How to inject this insulin

  • Inject the insulin under the skin. Use the injection technique described in the delivery system manual.
  • Keep the needle under the skin for at least 6 seconds to make sure that the full dose has been delivered.
  • After each injection be sure to remove the needle. Otherwise the liquid may leak out when the temperature changes and the strength of the insulin may change.
Interactions

Concomitant use of other drugs may alter insulin requirements.

Drugs that may reduce insulin requirement: Oral hypoglycemic agents (OHA), monoamine oxidase inhibitors (MAOI), non-selective beta-blockers, ACE inhibitors, salicylates, and alcohol.

Drugs that may increase insulin requirement: Thiazide diuretics, glucocorticoids, thyroid hormones, beta-sympathomimetics, growth hormone, and danazol.

Beta-blockers may mask hypoglycemia symptoms and delay recovery. Octreotide/Lanreotide may increase or decrease insulin needs. Alcohol may intensify and prolong hypoglycemic effects.

Contraindications

Insulin should not be used in patients with hypoglycemia or known hypersensitivity to human insulin or any excipients.

Side Effects

The most common adverse effect is hypoglycemia, usually dose-related. Other possible effects include: Lipodystrophy at injection site, Allergic reactions (rash, itching, sweating, GI upset, angioedema, breathing difficulty, palpitations, hypotension), Generalized hypersensitivity reactions (may be life-threatening) Edema at treatment initiation (usually temporary).

Pregnancy & Lactation

Insulin is safe during pregnancy as it does not cross the placenta. Both hypo- and hyperglycemia increase fetal risk. Insulin requirements decrease in the first trimester and increase in the second and third trimesters. After delivery, requirements return quickly to pre-pregnancy levels. Insulin is safe during breastfeeding, but dose adjustment may be needed.

Precautions & Warnings

Inadequate dosing or abrupt discontinuation of insulin therapy, particularly in Type 1 diabetes, may result in hyperglycemia.
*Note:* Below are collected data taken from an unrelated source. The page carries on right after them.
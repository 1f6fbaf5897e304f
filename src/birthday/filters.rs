//! Ready-made predicates and comparators for selecting students

use crate::models::{SortOrder, Student};
use chrono::NaiveDate;
use std::cmp::Ordering;

/// Boxed predicate over students
pub type StudentFilter = Box<dyn Fn(&Student) -> bool>;

/// Boxed comparator over students
pub type StudentOrder = Box<dyn Fn(&Student, &Student) -> Ordering>;

/// Students born in `month` (1-based)
pub fn born_in_month(month: u32) -> impl Fn(&Student) -> bool {
    move |student| student.birth_month() == month
}

/// Students whose next birthday is at most `days` days after `today`
pub fn birthday_within(today: NaiveDate, days: u32) -> impl Fn(&Student) -> bool {
    move |student| student.days_until_birthday(today) <= i64::from(days)
}

/// Ascending day-of-year of the birthday
pub fn by_birthday(a: &Student, b: &Student) -> Ordering {
    a.day_of_year().cmp(&b.day_of_year())
}

/// Ascending name
pub fn by_name(a: &Student, b: &Student) -> Ordering {
    a.name.cmp(&b.name)
}

/// Soonest next birthday first
pub fn by_upcoming(today: NaiveDate) -> impl Fn(&Student, &Student) -> Ordering {
    move |a, b| a.days_until_birthday(today).cmp(&b.days_until_birthday(today))
}

/// Comparator for a configured sort order
pub fn comparator(order: SortOrder, today: NaiveDate) -> StudentOrder {
    match order {
        SortOrder::Birthday => Box::new(by_birthday),
        SortOrder::Name => Box::new(by_name),
        SortOrder::Upcoming => Box::new(by_upcoming(today)),
    }
}

#[cfg(test)]
mod tests {
    use super::*;

    fn student(name: &str, y: i32, m: u32, d: u32) -> Student {
        Student::new(name, NaiveDate::from_ymd_opt(y, m, d).unwrap())
    }

    fn today() -> NaiveDate {
        NaiveDate::from_ymd_opt(2026, 10, 19).unwrap()
    }

    #[test]
    fn test_born_in_month() {
        let filter = born_in_month(10);
        assert!(filter(&student("A", 2001, 10, 1)));
        assert!(!filter(&student("B", 2001, 11, 1)));
    }

    #[test]
    fn test_birthday_within_window() {
        let filter = birthday_within(today(), 14);
        assert!(filter(&student("today", 2001, 10, 19)));
        assert!(filter(&student("edge", 2001, 11, 2)));
        assert!(!filter(&student("past edge", 2001, 11, 3)));
        assert!(!filter(&student("yesterday", 2001, 10, 18)));
    }

    #[test]
    fn test_birthday_within_crosses_new_year() {
        let filter = birthday_within(NaiveDate::from_ymd_opt(2026, 12, 25).unwrap(), 14);
        assert!(filter(&student("A", 2002, 1, 3)));
        assert!(!filter(&student("B", 2002, 1, 9)));
    }

    #[test]
    fn test_comparators() {
        let early = student("Zed", 2003, 10, 2);
        let late = student("Amy", 1999, 10, 25);
        assert_eq!(by_birthday(&early, &late), Ordering::Less);
        assert_eq!(by_name(&early, &late), Ordering::Greater);

        // From 19 October the 25th is 6 days away, the 2nd nearly a year
        let upcoming = by_upcoming(today());
        assert_eq!(upcoming(&late, &early), Ordering::Less);
    }

    #[test]
    fn test_comparator_from_order() {
        let a = student("Amy", 2001, 3, 1);
        let b = student("Bob", 2000, 2, 29);
        assert_eq!(comparator(SortOrder::Birthday, today())(&a, &b), Ordering::Greater);
        assert_eq!(comparator(SortOrder::Name, today())(&a, &b), Ordering::Less);
    }
}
Persistent untreated hyperglycemia in Type 1 diabetes can progress to diabetic ketoacidosis, which is potentially fatal.

Hypoglycemia may occur if insulin dose exceeds the patient’s requirement.

Switching to a different insulin type or brand should only be done under strict medical supervision.

Any change in insulin strength, manufacturer, formulation (rapid-, intermediate-, or long-acting), source (human/animal/analogue), or production method may require dose adjustment.

Patients traveling across different time zones should consult a physician, as timing of insulin administration and meals may need modification.

Do not use insulin if clumping is observed after mixing or if white particles or a frosted appearance is seen in the vial.

Overdose Effects

There is no specific defined overdose limit for insulin. However, hypoglycemia may occur in stages:

Mild hypoglycemia: Managed with oral glucose or sugar-containing foods.

Severe hypoglycemia (loss of consciousness): Treated with Glucagon (0.5–1 mg) given intramuscularly or subcutaneously by trained personnel, or intravenous glucose by healthcare professionals.

If no response to glucagon within 10–15 minutes, intravenous glucose must be administered.

After recovery, oral carbohydrates should be given to prevent recurrence of hypoglycemia.

Storage Conditions

Store at 2°C–8°C in a refrigerator. Do not freeze. Protect from light and excessive heat. Do not refrigerate during use. In-use cartridge may be used up to: 6 weeks if stored below 25°C, 4 weeks if stored below 30°C. Mix gently (roll between hands) before use.